[Records from a collection]
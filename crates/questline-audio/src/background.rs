//! Looping background music.

use std::fmt;
use std::sync::{Arc, Mutex};

use questline_core::media::{MediaPlayback, PlaybackRequest};
use tokio::task::JoinHandle;
use tracing::{debug, info, warn};

use crate::settings::SoundSettings;

/// Track shipped with the game server.
pub const DEFAULT_TRACK: &str = "/static/audio/background_music.mp3";

/// Background music sits under narration and voice lines.
pub const DEFAULT_VOLUME: f32 = 0.1;

/// Replays one track in a loop until stopped.
///
/// Muting interrupts the current pass; the loop resumes from the start of the
/// track once unmuted.
pub struct BackgroundMusic {
    media: Arc<dyn MediaPlayback>,
    settings: SoundSettings,
    request: PlaybackRequest,
    task: Mutex<Option<JoinHandle<()>>>,
}

impl fmt::Debug for BackgroundMusic {
    fn fmt(&self, f: &mut fmt::Formatter<'_>) -> fmt::Result {
        f.debug_struct("BackgroundMusic")
            .field("request", &self.request)
            .field("playing", &self.is_playing())
            .finish_non_exhaustive()
    }
}

impl BackgroundMusic {
    /// Creates a player for `track` at [`DEFAULT_VOLUME`].
    #[must_use]
    pub fn new(media: Arc<dyn MediaPlayback>, settings: SoundSettings, track: &str) -> Self {
        Self {
            media,
            settings,
            request: PlaybackRequest::new(track).with_volume(DEFAULT_VOLUME),
            task: Mutex::new(None),
        }
    }

    /// Returns `true` while the loop is running.
    #[must_use]
    pub fn is_playing(&self) -> bool {
        self.task
            .lock()
            .map(|task| task.as_ref().is_some_and(|handle| !handle.is_finished()))
            .unwrap_or(false)
    }

    /// Starts the loop. Does nothing if it is already running.
    ///
    /// Must be called from within a Tokio runtime.
    pub fn play(&self) {
        let Ok(mut task) = self.task.lock() else {
            return;
        };
        if task.as_ref().is_some_and(|handle| !handle.is_finished()) {
            return;
        }

        info!(url = %self.request.url, "starting background music");
        let media = Arc::clone(&self.media);
        let settings = self.settings.clone();
        let request = self.request.clone();
        *task = Some(tokio::spawn(run_loop(media, settings, request)));
    }

    /// Stops the loop.
    pub fn stop(&self) {
        let Ok(mut task) = self.task.lock() else {
            return;
        };
        if let Some(handle) = task.take() {
            info!("stopping background music");
            handle.abort();
        }
    }
}

impl Drop for BackgroundMusic {
    fn drop(&mut self) {
        self.stop();
    }
}

async fn run_loop(
    media: Arc<dyn MediaPlayback>,
    settings: SoundSettings,
    request: PlaybackRequest,
) {
    loop {
        settings.wait_until(false).await;

        tokio::select! {
            result = media.play(request.clone()) => {
                if let Err(error) = result {
                    warn!(url = %request.url, error = %error, "background music failed");
                    return;
                }
            }
            () = settings.wait_until(true) => {
                debug!("muted, pausing background music");
            }
        }

        // Zero-length tracks must not monopolise the runtime.
        tokio::task::yield_now().await;
    }
}

#[cfg(test)]
mod tests {
    use super::*;
    use questline_core::error::PlaybackError;
    use questline_test_support::{GatedMedia, ScriptedMedia};

    const TRACK: &str = "http://localhost/static/audio/background_music.mp3";

    #[tokio::test]
    async fn test_play_loops_track_at_low_volume() {
        // Arrange
        let media = Arc::new(GatedMedia::new());
        let music = BackgroundMusic::new(media.clone(), SoundSettings::default(), TRACK);

        // Act
        music.play();
        media.wait_for_plays(1).await;
        assert!(media.resolve(TRACK, Ok(())));
        media.wait_for_plays(2).await;

        // Assert
        let played = media.played();
        assert_eq!(played.len(), 2);
        assert!((played[0].volume - DEFAULT_VOLUME).abs() < f32::EPSILON);
        assert!(music.is_playing());

        music.stop();
    }

    #[tokio::test]
    async fn test_play_is_idempotent_while_running() {
        // Arrange
        let media = Arc::new(GatedMedia::new());
        let music = BackgroundMusic::new(media.clone(), SoundSettings::default(), TRACK);

        // Act
        music.play();
        music.play();
        media.wait_for_plays(1).await;
        tokio::task::yield_now().await;

        // Assert
        assert_eq!(media.pending_count(), 1);
        music.stop();
    }

    #[tokio::test]
    async fn test_stop_ends_loop() {
        // Arrange
        let media = Arc::new(GatedMedia::new());
        let music = BackgroundMusic::new(media.clone(), SoundSettings::default(), TRACK);
        music.play();
        media.wait_for_plays(1).await;

        // Act
        music.stop();

        // Assert
        assert!(!music.is_playing());
    }

    #[tokio::test]
    async fn test_media_error_ends_loop() {
        // Arrange
        let media = Arc::new(ScriptedMedia::failing(PlaybackError::Unreachable(
            "404".into(),
        )));
        let music = BackgroundMusic::new(media.clone(), SoundSettings::default(), TRACK);

        // Act
        music.play();
        media.wait_for_plays(1).await;
        for _ in 0..10 {
            tokio::task::yield_now().await;
        }

        // Assert
        assert!(!music.is_playing());
        assert_eq!(media.played().len(), 1);
    }

    #[tokio::test]
    async fn test_muted_settings_hold_loop_until_unmuted() {
        // Arrange
        let media = Arc::new(GatedMedia::new());
        let settings = SoundSettings::new(true);
        let music = BackgroundMusic::new(media.clone(), settings.clone(), TRACK);

        // Act
        music.play();
        tokio::task::yield_now().await;
        assert!(media.played().is_empty());
        settings.set_muted(false);
        media.wait_for_plays(1).await;

        // Assert
        assert_eq!(media.played().len(), 1);
        music.stop();
    }
}
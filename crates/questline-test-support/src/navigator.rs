//! Test navigator.

use std::sync::atomic::{AtomicUsize, Ordering};

use questline_core::navigation::Navigator;

/// A navigator that counts handoffs back to character creation.
#[derive(Debug, Default)]
pub struct RecordingNavigator {
    returns: AtomicUsize,
}

impl RecordingNavigator {
    /// Number of times control was handed back.
    pub fn return_count(&self) -> usize {
        self.returns.load(Ordering::SeqCst)
    }
}

impl Navigator for RecordingNavigator {
    fn return_to_character_creation(&self) {
        self.returns.fetch_add(1, Ordering::SeqCst);
    }
}
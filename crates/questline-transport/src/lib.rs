//! Questline — HTTP session transport.
//!
//! Implements [`questline_core::transport::SessionTransport`] against the
//! story server's form-in / JSON-out endpoints.

pub mod http;
pub mod wire;

pub use http::{HttpSessionTransport, PingResponse};
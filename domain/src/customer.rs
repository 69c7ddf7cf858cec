use crate::customers;
use crate::error::Error;
use entity_api::{query, IntoQueryFilterMap};
use sea_orm::DatabaseConnection;

pub use entity_api::customer::{create, delete_by_id, find_by_id, find_by_tenant, update};

pub async fn find_by(
    db: &DatabaseConnection,
    params: impl IntoQueryFilterMap,
) -> Result<Vec<customers::Model>, Error> {
    let customers = query::find_by::<customers::Entity, customers::Column>(
        db,
        params.into_query_filter_map(),
    )
    .await?;

    Ok(customers)
}
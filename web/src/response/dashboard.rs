//! Composite dashboard view DTOs.
//!
//! Each view bundles the results of several independent backend reads into a
//! single response payload so a dashboard page renders from one request.

use domain::appointments::Model as AppointmentModel;
use domain::customers::Model as CustomerModel;
use domain::employees::Model as EmployeeModel;
use domain::packages::Model as PackageModel;
use domain::services::Model as ServiceModel;
use domain::waitlist_entries::Model as WaitlistEntryModel;
use serde::Serialize;
use utoipa::ToSchema;

/// Everything the calendar page needs for one tenant and date window.
#[derive(Debug, Clone, Serialize, ToSchema)]
pub struct CalendarView {
    pub appointments: Vec<AppointmentModel>,
    pub employees: Vec<EmployeeModel>,
    pub services: Vec<ServiceModel>,
}

/// The waitlist page: entries plus the customers and services they refer to.
#[derive(Debug, Clone, Serialize, ToSchema)]
pub struct WaitlistView {
    pub entries: Vec<WaitlistEntryModel>,
    pub customers: Vec<CustomerModel>,
    pub services: Vec<ServiceModel>,
}

/// The packages page: the tenant's packages alongside its service catalog.
#[derive(Debug, Clone, Serialize, ToSchema)]
pub struct PackagesView {
    pub packages: Vec<PackageModel>,
    pub services: Vec<ServiceModel>,
}
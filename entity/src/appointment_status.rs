use sea_orm::entity::prelude::*;
use serde::{Deserialize, Serialize};
use utoipa::ToSchema;

#[derive(
    Debug, Clone, Eq, PartialEq, EnumIter, Deserialize, Default, Serialize, DeriveActiveEnum, ToSchema,
)]
#[serde(rename_all = "lowercase")]
#[sea_orm(rs_type = "String", db_type = "Enum", enum_name = "appointment_status")]
pub enum AppointmentStatus {
    #[sea_orm(string_value = "pending")]
    #[default]
    Pending,
    #[sea_orm(string_value = "confirmed")]
    Confirmed,
    #[sea_orm(string_value = "cancelled")]
    Cancelled,
    #[sea_orm(string_value = "completed")]
    Completed,
}

impl std::fmt::Display for AppointmentStatus {
    fn fmt(&self, fmt: &mut std::fmt::Formatter<'_>) -> std::fmt::Result {
        match self {
            AppointmentStatus::Pending => write!(fmt, "pending"),
            AppointmentStatus::Confirmed => write!(fmt, "confirmed"),
            AppointmentStatus::Cancelled => write!(fmt, "cancelled"),
            AppointmentStatus::Completed => write!(fmt, "completed"),
        }
    }
}
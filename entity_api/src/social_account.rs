use super::error::{EntityApiErrorKind, Error};
use crate::social_account::Entity;
use chrono::Utc;
use entity::social_accounts::*;
use entity::Id;
use sea_orm::{entity::prelude::*, ActiveValue::Set, DatabaseConnection, QueryOrder};

pub async fn create(db: &DatabaseConnection, account_model: Model) -> Result<Model, Error> {
    let now = Utc::now();

    let account_active_model: ActiveModel = ActiveModel {
        tenant_id: Set(account_model.tenant_id),
        platform: Set(account_model.platform),
        handle: Set(account_model.handle),
        created_at: Set(now.into()),
        updated_at: Set(now.into()),
        ..Default::default()
    };

    Ok(account_active_model.insert(db).await?)
}

pub async fn delete_by_id(db: &DatabaseConnection, id: Id) -> Result<(), Error> {
    let account_model = find_by_id(db, id).await?;
    account_model.delete(db).await?;
    Ok(())
}

pub async fn find_by_id(db: &DatabaseConnection, id: Id) -> Result<Model, Error> {
    Entity::find_by_id(id).one(db).await?.ok_or_else(|| Error {
        source: None,
        error_kind: EntityApiErrorKind::RecordNotFound,
    })
}

pub async fn find_by_tenant(db: &DatabaseConnection, tenant_id: Id) -> Result<Vec<Model>, Error> {
    Ok(Entity::find()
        .filter(Column::TenantId.eq(tenant_id))
        .order_by_asc(Column::Platform)
        .all(db)
        .await?)
}
use crate::Id;
use sea_orm::entity::prelude::*;
use serde::{Deserialize, Serialize};
use utoipa::ToSchema;

#[derive(Clone, Debug, PartialEq, DeriveEntityModel, Eq, ToSchema, Serialize, Deserialize)]
#[schema(as = domain::employees::Model)] // OpenAPI schema
#[sea_orm(schema_name = "glowdesk_platform", table_name = "employees")]
pub struct Model {
    #[serde(skip_deserializing)]
    #[sea_orm(primary_key)]
    pub id: Id,
    pub tenant_id: Id,
    pub first_name: String,
    pub last_name: String,
    pub role_title: Option<String>,
    #[serde(skip_deserializing)]
    #[schema(value_type = String, format = DateTime)] // Applies to OpenAPI schema
    pub created_at: DateTimeWithTimeZone,
    #[serde(skip_deserializing)]
    #[schema(value_type = String, format = DateTime)] // Applies to OpenAPI schema
    pub updated_at: DateTimeWithTimeZone,
}

#[derive(Copy, Clone, Debug, EnumIter, DeriveRelation)]
pub enum Relation {
    #[sea_orm(
        belongs_to = "super::tenants::Entity",
        from = "Column::TenantId",
        to = "super::tenants::Column::Id",
        on_update = "NoAction",
        on_delete = "Cascade"
    )]
    Tenants,
    #[sea_orm(has_many = "super::appointments::Entity")]
    Appointments,
}

impl ActiveModelBehavior for ActiveModel {}

impl Related<super::tenants::Entity> for Entity {
    fn to() -> RelationDef {
        Relation::Tenants.def()
    }
}

impl Related<super::appointments::Entity> for Entity {
    fn to() -> RelationDef {
        Relation::Appointments.def()
    }
}
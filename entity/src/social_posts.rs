use crate::Id;
use sea_orm::entity::prelude::*;
use serde::{Deserialize, Serialize};
use utoipa::ToSchema;

#[derive(Clone, Debug, PartialEq, DeriveEntityModel, Eq, ToSchema, Serialize, Deserialize)]
#[schema(as = domain::social_posts::Model)] // OpenAPI schema
#[sea_orm(schema_name = "glowdesk_platform", table_name = "social_posts")]
pub struct Model {
    #[serde(skip_deserializing)]
    #[sea_orm(primary_key)]
    pub id: Id,
    pub social_account_id: Id,
    pub caption: Option<String>,
    pub permalink: String,
    #[schema(value_type = String, format = DateTime)] // Applies to OpenAPI schema
    pub posted_at: DateTimeWithTimeZone,
    #[serde(skip_deserializing)]
    #[schema(value_type = String, format = DateTime)] // Applies to OpenAPI schema
    pub created_at: DateTimeWithTimeZone,
    #[serde(skip_deserializing)]
    #[schema(value_type = String, format = DateTime)] // Applies to OpenAPI schema
    pub updated_at: DateTimeWithTimeZone,
}

#[derive(Copy, Clone, Debug, EnumIter, DeriveRelation)]
pub enum Relation {
    #[sea_orm(
        belongs_to = "super::social_accounts::Entity",
        from = "Column::SocialAccountId",
        to = "super::social_accounts::Column::Id",
        on_update = "NoAction",
        on_delete = "Cascade"
    )]
    SocialAccounts,
}

impl ActiveModelBehavior for ActiveModel {}

impl Related<super::social_accounts::Entity> for Entity {
    fn to() -> RelationDef {
        Relation::SocialAccounts.def()
    }
}
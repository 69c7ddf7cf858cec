use crate::appointments::Model;
use crate::error::{DomainErrorKind, Error, InternalErrorKind};
use crate::{AppointmentStatus, CustomerResponse, Id};
use chrono::{DurationRound, TimeDelta};
use entity_api::{appointment, appointments, mutate, query, service, IntoQueryFilterMap};
use log::*;
use sea_orm::{DatabaseConnection, IntoActiveModel};

pub use entity_api::appointment::{delete_by_id, find_by_id, find_in_window};

pub async fn create(
    db: &DatabaseConnection,
    mut appointment_model: Model,
) -> Result<Model, Error> {
    // Remove seconds because all appointments are scheduled by the minute.
    let starts_at = appointment_model
        .starts_at
        .duration_trunc(TimeDelta::minutes(1))
        .map_err(|err| {
            warn!("Failed to truncate starts_at: {:?}", err);
            Error {
                source: Some(Box::new(err)),
                error_kind: DomainErrorKind::Internal(InternalErrorKind::Other(
                    "Invalid start time".to_string(),
                )),
            }
        })?;
    appointment_model.starts_at = starts_at;

    // When the caller does not supply an end time, derive it from the booked
    // service's duration.
    if appointment_model.ends_at.is_none() {
        let booked_service = service::find_by_id(db, appointment_model.service_id).await?;
        appointment_model.ends_at =
            Some(starts_at + TimeDelta::minutes(booked_service.duration_minutes.into()));
    }

    Ok(appointment::create(db, appointment_model).await?)
}

pub async fn find_by(
    db: &DatabaseConnection,
    params: impl IntoQueryFilterMap,
) -> Result<Vec<Model>, Error> {
    let appointments = query::find_by::<appointments::Entity, appointments::Column>(
        db,
        params.into_query_filter_map(),
    )
    .await?;

    Ok(appointments)
}

pub async fn update(
    db: &DatabaseConnection,
    id: Id,
    params: impl mutate::IntoUpdateMap,
) -> Result<Model, Error> {
    let appointment = appointment::find_by_id(db, id).await?;
    let active_model = appointment.into_active_model();
    Ok(
        mutate::update::<appointments::ActiveModel, appointments::Column>(
            db,
            active_model,
            params.into_update_map(),
        )
        .await?,
    )
}

/// Resolves a confirmation token to its appointment, or `None` when the token
/// matches nothing. Callers decide how to surface the miss.
pub async fn find_by_confirmation_token(
    db: &DatabaseConnection,
    token: Id,
) -> Result<Option<Model>, Error> {
    Ok(appointment::find_by_confirmation_token(db, token).await?)
}

/// The customer accepts the appointment via their confirmation link.
pub async fn confirm(db: &DatabaseConnection, token: Id) -> Result<Model, Error> {
    respond(db, token, CustomerResponse::Confirmed).await
}

/// The customer declines the appointment via their confirmation link, which
/// cancels it.
pub async fn decline(db: &DatabaseConnection, token: Id) -> Result<Model, Error> {
    respond(db, token, CustomerResponse::Declined).await
}

async fn respond(
    db: &DatabaseConnection,
    token: Id,
    requested: CustomerResponse,
) -> Result<Model, Error> {
    let appointment = appointment::find_by_confirmation_token(db, token)
        .await?
        .ok_or_else(Error::not_found)?;

    match next_response_state(appointment.customer_response, requested)? {
        Some(status) => {
            info!(
                "Appointment {} transitioning to customer_response={requested}",
                appointment.id
            );
            Ok(appointment::record_response(db, appointment, requested, status).await?)
        }
        // Re-applying the same terminal response is a no-op.
        None => Ok(appointment),
    }
}

/// The confirmation workflow's transition guard.
///
/// Returns the appointment status to persist for a legal transition,
/// `None` when the requested response is already in effect, and a
/// validation error for any attempt to move out of a terminal state.
fn next_response_state(
    current: CustomerResponse,
    requested: CustomerResponse,
) -> Result<Option<AppointmentStatus>, Error> {
    if current == requested {
        return Ok(None);
    }

    if current.is_terminal() {
        return Err(Error::invalid());
    }

    let status = match requested {
        CustomerResponse::Confirmed => AppointmentStatus::Confirmed,
        CustomerResponse::Declined => AppointmentStatus::Cancelled,
        // A customer cannot un-answer; Pending is only ever the initial state.
        CustomerResponse::Pending => return Err(Error::invalid()),
    };

    Ok(Some(status))
}

#[cfg(test)]
mod tests {
    use super::*;

    #[test]
    fn pending_appointment_can_be_confirmed() {
        let next =
            next_response_state(CustomerResponse::Pending, CustomerResponse::Confirmed).unwrap();

        assert_eq!(next, Some(AppointmentStatus::Confirmed));
    }

    #[test]
    fn pending_appointment_can_be_declined_which_cancels_it() {
        let next =
            next_response_state(CustomerResponse::Pending, CustomerResponse::Declined).unwrap();

        assert_eq!(next, Some(AppointmentStatus::Cancelled));
    }

    #[test]
    fn reapplying_the_same_response_is_a_noop() {
        let next =
            next_response_state(CustomerResponse::Confirmed, CustomerResponse::Confirmed).unwrap();

        assert_eq!(next, None);
    }

    #[test]
    fn confirmed_appointment_cannot_be_declined() {
        let result =
            next_response_state(CustomerResponse::Confirmed, CustomerResponse::Declined);

        assert!(result.is_err());
    }

    #[test]
    fn declined_appointment_cannot_be_confirmed() {
        let result =
            next_response_state(CustomerResponse::Declined, CustomerResponse::Confirmed);

        assert!(result.is_err());
    }

    #[test]
    fn no_response_can_return_to_pending() {
        assert!(next_response_state(CustomerResponse::Confirmed, CustomerResponse::Pending).is_err());
        assert!(next_response_state(CustomerResponse::Pending, CustomerResponse::Pending)
            .unwrap()
            .is_none());
    }
}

◆ EXERCISE DETAILS: From the data above, copy out every line with the string "nothing" in it.

◆ OUTPUT BELOW:
    /// Starts the loop. Does nothing if it is already running.
/// matches nothing. Callers decide how to surface the miss.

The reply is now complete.